Report the tally of lines in the material below that have the string "This", with no other output.

☆ ☆ ☆ ☆

//! Program loading and the simulation driver.
//!
//! Provides the loader that turns a file into a process and the [`Simulator`]
//! that builds a machine around it and runs it.

/// ELF and flat-binary loading.
pub mod loader;

/// Simulation driver and run report.
pub mod simulator;

pub use loader::load_program;
pub use simulator::{RunReport, Simulator};
//! # Core Model Tests
//!
//! Looks inside a running core: the state its pipeline is left in by an
//! exception, resource checks at construction, port coverage faults and the
//! loop buffer of the out-of-order core.

use pipesim_core::Simulator;
use pipesim_core::common::error::SimError;
use pipesim_core::common::reg::Register;
use pipesim_core::config::{Config, CoreModel, Isa, MemoryInterfaceKind, StaticPolicy};
use pipesim_core::core::CoreDispatch;
use pretty_assertions::assert_eq;

use crate::common::encode::rv;
use crate::common::harness::{Run, TEST_MAX_TICKS, config, out_of_order, run, simulator, slow_memory};

const SYS_WRITE: i32 = 64;

/// Writes 16 heap bytes to stdout, then keeps computing.
fn write_program() -> Vec<u32> {
    vec![
        rv::li(rv::A0, 1),
        rv::lui(rv::A1, 1),
        rv::li(rv::A2, 16),
        rv::li(rv::A7, SYS_WRITE),
        rv::ECALL,
        rv::li(5, 1),
        rv::li(6, 2),
        rv::add(7, 5, 6),
    ]
}

/// Ticks `sim` to completion, passing the core to `inspect` after every tick.
fn tick_to_halt(sim: &mut Simulator, mut inspect: impl FnMut(&CoreDispatch)) {
    for _ in 0..TEST_MAX_TICKS {
        if sim.has_halted() {
            return;
        }
        sim.tick();
        inspect(sim.core());
    }
    panic!("program did not halt within the tick limit");
}

#[test]
fn test_exception_leaves_the_in_order_pipeline_empty() {
    let config = slow_memory(Isa::Riscv, 4);
    let mut sim = simulator(&config, &write_program(), b"0123456789abcdef").unwrap();
    let mut handling = 0;
    tick_to_halt(&mut sim, |core| {
        let CoreDispatch::InOrder(core) = core else {
            panic!("expected the in-order core");
        };
        if core.is_handling_exception() {
            handling += 1;
            assert!(core.is_pipeline_empty());
            assert!(core.fetch().is_empty());
            assert!(core.fetch().pending_requests().is_empty());
        }
    });
    assert!(handling > 0, "the write handler never waited on memory");
    assert_eq!(sim.registers().get(Register::general(7)).get(), 3);
}

#[test]
fn test_exception_leaves_the_out_of_order_pipeline_empty() {
    let mut config = out_of_order(Isa::Riscv);
    config.memory.instruction_interface = MemoryInterfaceKind::FixedLatency;
    config.memory.data_interface = MemoryInterfaceKind::FixedLatency;
    config.memory.latency = 4;
    let mut sim = simulator(&config, &write_program(), b"0123456789abcdef").unwrap();
    let mut handling = 0;
    tick_to_halt(&mut sim, |core| {
        let CoreDispatch::OutOfOrder(core) = core else {
            panic!("expected the out-of-order core");
        };
        if core.is_handling_exception() {
            handling += 1;
            assert!(core.is_pipeline_empty());
            assert!(core.fetch().pending_requests().is_empty());
        }
    });
    assert!(handling > 0, "the write handler never waited on memory");
    assert_eq!(sim.registers().get(Register::general(7)).get(), 3);
}

#[test]
fn test_micro_op_without_a_port_halts_the_core() {
    // No port accepts branches.
    let ports = r#"[{ "name": "ALU", "groups": ["INT", "LOAD", "STORE"] }]"#;
    let program = [rv::li(5, 1), rv::jal(0, 4), rv::li(6, 1)];
    for mut config in [config(Isa::Riscv, CoreModel::InOrder), out_of_order(Isa::Riscv)] {
        config.ports = serde_json::from_str(ports).unwrap();
        config.out_of_order.reservation_stations =
            serde_json::from_str(r#"[{ "size": 8 }]"#).unwrap();
        let run = run(&config, &program);
        assert_eq!(run.reg(5), 1);
        assert_eq!(run.reg(6), 0);
        assert_eq!(run.report.retired(), 1);
        assert_eq!(run.report.exit_code(), None);
    }
}

#[test]
fn test_too_few_physical_registers_is_a_config_error() {
    let mut config = out_of_order(Isa::Riscv);
    config.out_of_order.physical_registers.general = 32;
    let err = simulator(&config, &[rv::NOP], &[]).err().unwrap();
    assert!(matches!(err, SimError::Config(_)), "{err}");
}

fn counting_loop(config: &Config) -> Run {
    run(
        config,
        &[
            rv::li(5, 100),
            rv::li(6, 0),
            // loop:
            rv::addi(6, 6, 1),
            rv::addi(5, 5, -1),
            rv::bne(5, 0, -8),
        ],
    )
}

#[test]
fn test_hot_loop_is_supplied_by_the_loop_buffer() {
    let mut config = out_of_order(Isa::Riscv);
    config.branch_predictor.static_policy = StaticPolicy::BackwardTakenForwardNotTaken;
    let run = counting_loop(&config);
    assert_eq!(run.reg(6), 100);
    assert_eq!(run.reg(5), 0);
    assert!(run.counter("fetch.loopSupplied") > 0);
    // Replayed branches keep their recorded prediction; only the exit mispredicts.
    assert!(run.counter("branch.mispredict") <= 2);

    config.fetch.loop_buffer_size = 0;
    let run = counting_loop(&config);
    assert_eq!(run.reg(6), 100);
    assert_eq!(run.counter("fetch.loopSupplied"), 0);
}

#[test]
fn test_out_of_order_core_commits_every_load_and_store() {
    let program = [
        rv::lui(10, 1),
        rv::li(5, 4),
        // fill:
        rv::sd(5, 10, 0),
        rv::ld(6, 10, 0),
        rv::addi(10, 10, 8),
        rv::addi(5, 5, -1),
        rv::bne(5, 0, -16),
    ];
    for config in [config(Isa::Riscv, CoreModel::InOrder), out_of_order(Isa::Riscv)] {
        let run = run(&config, &program);
        assert_eq!(run.reg(6), 1);
        assert_eq!(run.mem64(0x1018), 1);
        assert_eq!(run.counter("lsu.loadsCommitted"), 4);
        assert_eq!(run.counter("lsu.storesCommitted"), 4);
    }
}
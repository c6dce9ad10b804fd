//! Branch prediction unit (BRU) implementations.
//!
//! This module contains the branch predictor interface, a static predictor, a
//! gshare predictor, the branch target buffer (BTB) and the return address
//! stack (RAS).

pub use self::branch_predictor::{BranchPrediction, BranchPredictor, BranchType};

/// Branch predictor trait and the prediction record.
pub mod branch_predictor;

/// Branch Target Buffer for storing predicted branch targets.
pub mod btb;

/// Global history branch predictor (gshare algorithm).
pub mod gshare;

/// Return Address Stack for predicting return addresses.
pub mod ras;

/// Static branch predictor with a configurable direction policy.
pub mod static_bp;

use self::{gshare::GSharePredictor, static_bp::StaticPredictor};
use crate::config::{BranchPredictorConfig, PredictorKind};

/// Enum wrapper for static dispatch of Branch Predictors.
/// This avoids vtable lookups in the fetch loop.
#[derive(Clone, Debug)]
pub enum BranchPredictorWrapper {
    /// Fixed-policy predictor.
    Static(StaticPredictor),
    /// Global-history predictor.
    GShare(GSharePredictor),
}

impl BranchPredictorWrapper {
    /// Creates a new branch predictor wrapper based on configuration.
    pub fn new(config: &BranchPredictorConfig) -> Self {
        match config.kind {
            PredictorKind::Static => {
                Self::Static(StaticPredictor::new(config.static_policy, config.ras_size))
            }
            PredictorKind::GShare => Self::GShare(GSharePredictor::new(
                config.history_bits,
                config.btb_size,
                config.ras_size,
            )),
        }
    }
}

impl BranchPredictor for BranchPredictorWrapper {
    #[inline(always)]
    fn predict(
        &mut self,
        address: u64,
        branch_type: BranchType,
        known_offset: Option<i64>,
        instruction_size: u8,
    ) -> BranchPrediction {
        match self {
            Self::Static(bp) => bp.predict(address, branch_type, known_offset, instruction_size),
            Self::GShare(bp) => bp.predict(address, branch_type, known_offset, instruction_size),
        }
    }

    #[inline(always)]
    fn update(
        &mut self,
        address: u64,
        taken: bool,
        target: u64,
        branch_type: BranchType,
        instruction_id: u64,
    ) {
        match self {
            Self::Static(bp) => bp.update(address, taken, target, branch_type, instruction_id),
            Self::GShare(bp) => bp.update(address, taken, target, branch_type, instruction_id),
        }
    }

    #[inline(always)]
    fn flush(&mut self, address: u64) {
        match self {
            Self::Static(bp) => bp.flush(address),
            Self::GShare(bp) => bp.flush(address),
        }
    }
}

☆ ☆ ☆ ☆

• **TASK RESPONSE**
2